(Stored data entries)
==============================

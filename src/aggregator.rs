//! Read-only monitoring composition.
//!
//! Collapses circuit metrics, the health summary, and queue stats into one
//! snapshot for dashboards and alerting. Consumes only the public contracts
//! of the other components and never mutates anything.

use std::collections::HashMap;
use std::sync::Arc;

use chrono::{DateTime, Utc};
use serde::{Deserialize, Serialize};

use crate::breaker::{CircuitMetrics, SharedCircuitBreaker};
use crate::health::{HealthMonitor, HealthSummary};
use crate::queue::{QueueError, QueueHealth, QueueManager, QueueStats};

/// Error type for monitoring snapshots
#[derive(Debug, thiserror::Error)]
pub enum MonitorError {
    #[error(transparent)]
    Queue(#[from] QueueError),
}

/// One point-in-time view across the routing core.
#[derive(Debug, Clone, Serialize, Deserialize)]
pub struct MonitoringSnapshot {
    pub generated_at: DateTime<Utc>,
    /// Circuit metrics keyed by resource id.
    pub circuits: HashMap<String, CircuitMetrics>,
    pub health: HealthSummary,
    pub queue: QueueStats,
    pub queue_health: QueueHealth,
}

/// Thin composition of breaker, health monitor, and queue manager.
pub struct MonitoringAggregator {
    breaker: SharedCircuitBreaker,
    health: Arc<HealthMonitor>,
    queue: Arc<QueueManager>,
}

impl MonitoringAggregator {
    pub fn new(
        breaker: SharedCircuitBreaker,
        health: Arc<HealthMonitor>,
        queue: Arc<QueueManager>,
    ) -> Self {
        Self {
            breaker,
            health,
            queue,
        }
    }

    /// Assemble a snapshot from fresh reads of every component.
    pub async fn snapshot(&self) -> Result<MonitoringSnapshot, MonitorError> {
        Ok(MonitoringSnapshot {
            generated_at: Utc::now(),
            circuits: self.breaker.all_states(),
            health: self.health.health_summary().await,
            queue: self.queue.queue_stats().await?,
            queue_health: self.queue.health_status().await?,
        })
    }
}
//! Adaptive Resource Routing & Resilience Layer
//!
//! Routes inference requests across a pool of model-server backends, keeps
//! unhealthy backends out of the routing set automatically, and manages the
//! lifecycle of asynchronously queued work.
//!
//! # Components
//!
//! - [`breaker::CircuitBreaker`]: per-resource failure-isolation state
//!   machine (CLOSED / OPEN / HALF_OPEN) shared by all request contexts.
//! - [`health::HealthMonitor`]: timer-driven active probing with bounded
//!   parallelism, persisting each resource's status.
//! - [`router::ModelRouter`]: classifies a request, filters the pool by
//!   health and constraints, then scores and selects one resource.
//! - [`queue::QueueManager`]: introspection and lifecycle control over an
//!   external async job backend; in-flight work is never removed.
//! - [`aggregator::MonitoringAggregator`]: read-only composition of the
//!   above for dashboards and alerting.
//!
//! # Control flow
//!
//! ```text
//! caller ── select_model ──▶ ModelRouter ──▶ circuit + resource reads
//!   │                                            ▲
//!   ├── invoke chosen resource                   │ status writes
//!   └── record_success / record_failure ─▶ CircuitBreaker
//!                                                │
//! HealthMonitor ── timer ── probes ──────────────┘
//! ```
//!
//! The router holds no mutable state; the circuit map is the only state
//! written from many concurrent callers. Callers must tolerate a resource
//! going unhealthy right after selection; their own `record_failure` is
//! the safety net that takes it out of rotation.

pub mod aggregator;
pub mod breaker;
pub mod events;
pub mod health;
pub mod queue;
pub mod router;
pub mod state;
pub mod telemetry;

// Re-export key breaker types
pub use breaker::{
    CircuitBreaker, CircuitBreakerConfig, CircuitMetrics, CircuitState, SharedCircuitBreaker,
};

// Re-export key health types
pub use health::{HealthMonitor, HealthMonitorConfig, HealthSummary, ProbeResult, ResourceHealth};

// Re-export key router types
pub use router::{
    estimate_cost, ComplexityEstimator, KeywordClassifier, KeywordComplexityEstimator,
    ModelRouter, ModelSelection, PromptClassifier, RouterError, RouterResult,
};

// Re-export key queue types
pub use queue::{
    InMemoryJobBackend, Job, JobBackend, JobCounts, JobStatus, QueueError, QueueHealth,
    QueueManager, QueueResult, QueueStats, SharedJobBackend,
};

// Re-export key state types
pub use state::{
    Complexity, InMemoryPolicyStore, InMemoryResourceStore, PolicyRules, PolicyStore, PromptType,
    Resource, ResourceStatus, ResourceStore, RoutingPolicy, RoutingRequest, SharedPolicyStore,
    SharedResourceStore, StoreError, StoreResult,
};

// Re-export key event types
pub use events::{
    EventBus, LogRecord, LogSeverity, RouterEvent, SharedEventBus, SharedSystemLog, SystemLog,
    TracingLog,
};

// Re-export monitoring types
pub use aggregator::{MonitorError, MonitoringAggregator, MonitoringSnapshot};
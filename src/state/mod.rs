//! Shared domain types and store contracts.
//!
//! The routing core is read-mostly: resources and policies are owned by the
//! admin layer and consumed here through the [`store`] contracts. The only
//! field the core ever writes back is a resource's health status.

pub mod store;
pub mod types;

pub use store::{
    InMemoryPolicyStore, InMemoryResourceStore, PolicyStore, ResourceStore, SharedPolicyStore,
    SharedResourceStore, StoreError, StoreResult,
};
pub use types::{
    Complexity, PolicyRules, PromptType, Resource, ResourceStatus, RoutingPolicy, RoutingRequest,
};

==============================

Problem requirements ▸ The answer is the lines above between the line holding "is never removed." and the line holding "key health types", inclusive, each written out exactly, and no others.

Task result ▸
//!   external async job backend; in-flight work is never removed.
//! - [`aggregator::MonitoringAggregator`]: read-only composition of the
//!   above for dashboards and alerting.
//!
//! # Control flow
//!
//! ```text
//! caller ── select_model ──▶ ModelRouter ──▶ circuit + resource reads
//!   │                                            ▲
//!   ├── invoke chosen resource                   │ status writes
//!   └── record_success / record_failure ─▶ CircuitBreaker
//!                                                │
//! HealthMonitor ── timer ── probes ──────────────┘
//! ```
//!
//! The router holds no mutable state; the circuit map is the only state
//! written from many concurrent callers. Callers must tolerate a resource
//! going unhealthy right after selection; their own `record_failure` is
//! the safety net that takes it out of rotation.

pub mod aggregator;
pub mod breaker;
pub mod events;
pub mod health;
pub mod queue;
pub mod router;
pub mod state;
pub mod telemetry;

// Re-export key breaker types
pub use breaker::{
    CircuitBreaker, CircuitBreakerConfig, CircuitMetrics, CircuitState, SharedCircuitBreaker,
};

// Re-export key health types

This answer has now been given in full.